## Work task
Up to and including the line containing "installed by default.", set down each line of the entries below exactly, starting from the first, and leave out the rest.

(Data entries)
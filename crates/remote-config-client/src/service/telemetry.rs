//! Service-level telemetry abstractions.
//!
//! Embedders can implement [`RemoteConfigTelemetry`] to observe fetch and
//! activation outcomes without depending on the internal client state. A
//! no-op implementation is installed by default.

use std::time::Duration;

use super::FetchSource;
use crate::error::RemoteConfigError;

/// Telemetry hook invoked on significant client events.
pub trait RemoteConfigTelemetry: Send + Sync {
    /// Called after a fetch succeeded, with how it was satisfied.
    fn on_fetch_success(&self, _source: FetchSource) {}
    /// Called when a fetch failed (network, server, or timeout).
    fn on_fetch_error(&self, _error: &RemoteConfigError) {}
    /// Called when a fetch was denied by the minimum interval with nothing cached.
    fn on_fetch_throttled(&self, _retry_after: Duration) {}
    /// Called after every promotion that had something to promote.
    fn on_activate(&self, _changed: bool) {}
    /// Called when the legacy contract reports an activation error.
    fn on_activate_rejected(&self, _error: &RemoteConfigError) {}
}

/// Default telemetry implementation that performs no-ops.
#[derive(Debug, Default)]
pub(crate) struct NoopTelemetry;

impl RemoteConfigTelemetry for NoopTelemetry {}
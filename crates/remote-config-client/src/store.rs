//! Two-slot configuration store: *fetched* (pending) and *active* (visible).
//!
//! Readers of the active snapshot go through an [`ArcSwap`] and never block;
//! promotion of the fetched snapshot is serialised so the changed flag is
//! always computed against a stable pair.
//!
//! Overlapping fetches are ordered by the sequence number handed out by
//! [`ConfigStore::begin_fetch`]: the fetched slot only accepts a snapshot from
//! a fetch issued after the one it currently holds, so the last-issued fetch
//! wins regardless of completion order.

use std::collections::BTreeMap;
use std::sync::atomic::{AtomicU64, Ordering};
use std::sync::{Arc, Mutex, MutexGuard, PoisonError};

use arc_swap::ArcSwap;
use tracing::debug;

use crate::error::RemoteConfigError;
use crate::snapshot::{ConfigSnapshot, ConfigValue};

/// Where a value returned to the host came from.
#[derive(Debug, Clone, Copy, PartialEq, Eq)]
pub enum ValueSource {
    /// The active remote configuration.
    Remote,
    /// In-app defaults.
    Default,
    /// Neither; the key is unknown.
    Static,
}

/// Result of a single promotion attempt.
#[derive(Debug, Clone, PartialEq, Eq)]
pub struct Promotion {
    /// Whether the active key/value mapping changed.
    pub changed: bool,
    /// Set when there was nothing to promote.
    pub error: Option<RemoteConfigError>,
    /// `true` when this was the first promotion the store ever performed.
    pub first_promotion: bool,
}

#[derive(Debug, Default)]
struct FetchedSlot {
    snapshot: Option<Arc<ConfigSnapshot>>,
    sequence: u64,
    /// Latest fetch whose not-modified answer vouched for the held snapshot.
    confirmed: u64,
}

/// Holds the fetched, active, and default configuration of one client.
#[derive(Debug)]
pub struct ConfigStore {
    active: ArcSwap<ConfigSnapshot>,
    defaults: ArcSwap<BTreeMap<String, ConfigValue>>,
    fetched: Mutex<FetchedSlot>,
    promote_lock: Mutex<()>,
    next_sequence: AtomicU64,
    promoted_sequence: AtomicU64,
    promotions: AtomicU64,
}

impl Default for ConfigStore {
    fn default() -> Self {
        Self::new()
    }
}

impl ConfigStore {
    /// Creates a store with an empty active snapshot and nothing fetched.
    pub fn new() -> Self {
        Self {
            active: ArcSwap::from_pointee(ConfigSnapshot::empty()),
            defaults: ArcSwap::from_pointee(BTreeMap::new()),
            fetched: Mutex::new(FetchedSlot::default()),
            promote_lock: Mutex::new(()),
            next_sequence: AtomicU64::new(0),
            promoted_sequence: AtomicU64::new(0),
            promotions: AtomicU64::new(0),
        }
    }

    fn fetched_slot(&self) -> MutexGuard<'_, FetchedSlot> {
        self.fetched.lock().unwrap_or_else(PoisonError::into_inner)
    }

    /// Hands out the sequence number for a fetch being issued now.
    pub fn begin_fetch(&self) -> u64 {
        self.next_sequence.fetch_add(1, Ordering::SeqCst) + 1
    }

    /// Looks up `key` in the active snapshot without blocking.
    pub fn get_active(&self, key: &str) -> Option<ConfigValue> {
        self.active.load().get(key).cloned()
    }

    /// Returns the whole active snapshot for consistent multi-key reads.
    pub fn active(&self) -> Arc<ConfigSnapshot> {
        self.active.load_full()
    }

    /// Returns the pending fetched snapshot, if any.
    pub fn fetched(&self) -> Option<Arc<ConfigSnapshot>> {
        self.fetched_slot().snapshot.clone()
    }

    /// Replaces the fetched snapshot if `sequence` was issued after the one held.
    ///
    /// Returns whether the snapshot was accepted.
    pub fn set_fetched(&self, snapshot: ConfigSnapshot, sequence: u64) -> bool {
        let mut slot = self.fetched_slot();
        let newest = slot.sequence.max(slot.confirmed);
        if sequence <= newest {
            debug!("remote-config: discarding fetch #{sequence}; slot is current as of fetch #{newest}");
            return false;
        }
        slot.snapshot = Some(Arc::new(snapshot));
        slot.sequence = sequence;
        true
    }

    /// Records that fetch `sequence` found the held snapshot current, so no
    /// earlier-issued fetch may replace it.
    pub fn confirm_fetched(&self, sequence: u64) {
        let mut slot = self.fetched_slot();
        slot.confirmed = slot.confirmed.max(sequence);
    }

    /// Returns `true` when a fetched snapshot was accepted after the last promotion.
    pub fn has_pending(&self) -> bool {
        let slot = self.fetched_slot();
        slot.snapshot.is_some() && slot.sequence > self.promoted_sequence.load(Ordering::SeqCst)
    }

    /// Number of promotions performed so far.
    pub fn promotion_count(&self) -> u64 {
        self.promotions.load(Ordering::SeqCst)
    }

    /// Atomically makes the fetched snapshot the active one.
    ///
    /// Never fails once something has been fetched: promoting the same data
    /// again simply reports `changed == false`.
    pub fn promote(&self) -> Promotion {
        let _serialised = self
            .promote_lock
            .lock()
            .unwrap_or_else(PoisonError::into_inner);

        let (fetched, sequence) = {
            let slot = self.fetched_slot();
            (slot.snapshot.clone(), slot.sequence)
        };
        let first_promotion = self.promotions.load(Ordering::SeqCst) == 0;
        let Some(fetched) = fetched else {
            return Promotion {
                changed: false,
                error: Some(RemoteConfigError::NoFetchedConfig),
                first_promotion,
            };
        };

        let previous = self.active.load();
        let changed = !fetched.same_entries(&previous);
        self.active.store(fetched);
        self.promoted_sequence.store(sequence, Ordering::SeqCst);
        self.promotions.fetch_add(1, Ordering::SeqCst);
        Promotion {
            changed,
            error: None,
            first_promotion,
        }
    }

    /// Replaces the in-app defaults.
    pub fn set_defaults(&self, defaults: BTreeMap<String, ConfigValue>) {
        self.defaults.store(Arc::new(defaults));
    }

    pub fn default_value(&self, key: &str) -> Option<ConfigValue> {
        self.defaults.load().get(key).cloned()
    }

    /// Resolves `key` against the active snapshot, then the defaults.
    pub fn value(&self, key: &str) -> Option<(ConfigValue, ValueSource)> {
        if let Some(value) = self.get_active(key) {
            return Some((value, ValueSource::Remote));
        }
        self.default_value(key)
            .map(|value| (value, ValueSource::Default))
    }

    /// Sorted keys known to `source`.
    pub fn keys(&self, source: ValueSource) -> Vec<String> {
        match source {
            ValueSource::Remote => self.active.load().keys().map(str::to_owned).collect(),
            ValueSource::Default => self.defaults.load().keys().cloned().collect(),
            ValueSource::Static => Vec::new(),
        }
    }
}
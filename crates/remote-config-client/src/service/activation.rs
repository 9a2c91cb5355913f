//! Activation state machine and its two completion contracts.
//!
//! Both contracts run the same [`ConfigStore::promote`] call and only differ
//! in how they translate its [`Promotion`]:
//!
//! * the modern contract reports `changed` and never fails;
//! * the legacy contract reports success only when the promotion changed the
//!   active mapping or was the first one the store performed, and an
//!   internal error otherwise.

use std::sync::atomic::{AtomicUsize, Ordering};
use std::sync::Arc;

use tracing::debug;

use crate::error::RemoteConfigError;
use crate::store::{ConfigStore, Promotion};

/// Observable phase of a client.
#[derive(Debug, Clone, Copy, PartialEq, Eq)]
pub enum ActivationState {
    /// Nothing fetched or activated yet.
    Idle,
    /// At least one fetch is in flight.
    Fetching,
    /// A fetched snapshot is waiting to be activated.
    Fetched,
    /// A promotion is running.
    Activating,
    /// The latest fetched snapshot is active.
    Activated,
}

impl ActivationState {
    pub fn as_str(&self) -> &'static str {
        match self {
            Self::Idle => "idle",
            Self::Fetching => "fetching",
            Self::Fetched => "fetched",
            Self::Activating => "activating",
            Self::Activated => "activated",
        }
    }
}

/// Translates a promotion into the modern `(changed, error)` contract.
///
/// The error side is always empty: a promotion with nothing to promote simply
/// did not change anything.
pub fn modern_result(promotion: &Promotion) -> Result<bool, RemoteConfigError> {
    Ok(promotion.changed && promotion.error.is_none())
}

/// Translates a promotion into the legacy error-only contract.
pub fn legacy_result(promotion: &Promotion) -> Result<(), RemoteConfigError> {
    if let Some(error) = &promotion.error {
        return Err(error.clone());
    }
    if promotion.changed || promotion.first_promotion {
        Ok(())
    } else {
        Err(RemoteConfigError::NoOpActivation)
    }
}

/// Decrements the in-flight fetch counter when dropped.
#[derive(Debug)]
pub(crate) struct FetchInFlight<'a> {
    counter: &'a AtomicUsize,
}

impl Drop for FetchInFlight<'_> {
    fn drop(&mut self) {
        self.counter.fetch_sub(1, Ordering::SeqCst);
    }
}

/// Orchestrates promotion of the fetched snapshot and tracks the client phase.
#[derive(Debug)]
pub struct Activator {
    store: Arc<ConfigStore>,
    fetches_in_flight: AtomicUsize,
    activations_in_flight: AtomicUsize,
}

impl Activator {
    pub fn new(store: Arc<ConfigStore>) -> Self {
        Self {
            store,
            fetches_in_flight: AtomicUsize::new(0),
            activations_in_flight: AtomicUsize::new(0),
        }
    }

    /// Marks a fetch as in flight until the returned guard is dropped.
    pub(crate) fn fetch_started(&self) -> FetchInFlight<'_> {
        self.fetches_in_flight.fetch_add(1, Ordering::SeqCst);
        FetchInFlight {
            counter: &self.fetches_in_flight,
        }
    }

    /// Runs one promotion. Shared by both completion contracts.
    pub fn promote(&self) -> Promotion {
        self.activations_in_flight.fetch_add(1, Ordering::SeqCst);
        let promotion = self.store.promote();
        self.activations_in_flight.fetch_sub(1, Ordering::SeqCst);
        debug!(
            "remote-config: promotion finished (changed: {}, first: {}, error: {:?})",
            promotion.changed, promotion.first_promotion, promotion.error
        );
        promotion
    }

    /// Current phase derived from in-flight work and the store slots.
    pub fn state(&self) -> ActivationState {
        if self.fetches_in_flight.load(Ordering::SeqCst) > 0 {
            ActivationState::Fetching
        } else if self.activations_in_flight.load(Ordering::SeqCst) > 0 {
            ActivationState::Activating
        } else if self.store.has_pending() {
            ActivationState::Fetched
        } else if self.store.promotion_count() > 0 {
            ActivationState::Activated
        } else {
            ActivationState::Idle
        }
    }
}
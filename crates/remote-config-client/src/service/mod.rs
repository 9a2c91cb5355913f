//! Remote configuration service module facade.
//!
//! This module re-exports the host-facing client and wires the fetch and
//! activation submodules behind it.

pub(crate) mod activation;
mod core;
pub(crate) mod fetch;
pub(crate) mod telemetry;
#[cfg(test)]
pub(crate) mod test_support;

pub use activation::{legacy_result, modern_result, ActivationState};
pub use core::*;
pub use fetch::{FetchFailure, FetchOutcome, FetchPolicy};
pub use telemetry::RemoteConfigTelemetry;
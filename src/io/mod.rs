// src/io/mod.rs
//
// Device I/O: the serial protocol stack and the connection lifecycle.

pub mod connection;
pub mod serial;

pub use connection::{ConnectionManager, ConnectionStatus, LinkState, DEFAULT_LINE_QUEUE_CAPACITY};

## Output of the task
filename crates/remote-config-client/src/service/telemetry.rs
//! Service-level telemetry abstractions.
//!
//! Embedders can implement [`RemoteConfigTelemetry`] to observe fetch and
//! activation outcomes without depending on the internal client state. A
//! no-op implementation is installed by default.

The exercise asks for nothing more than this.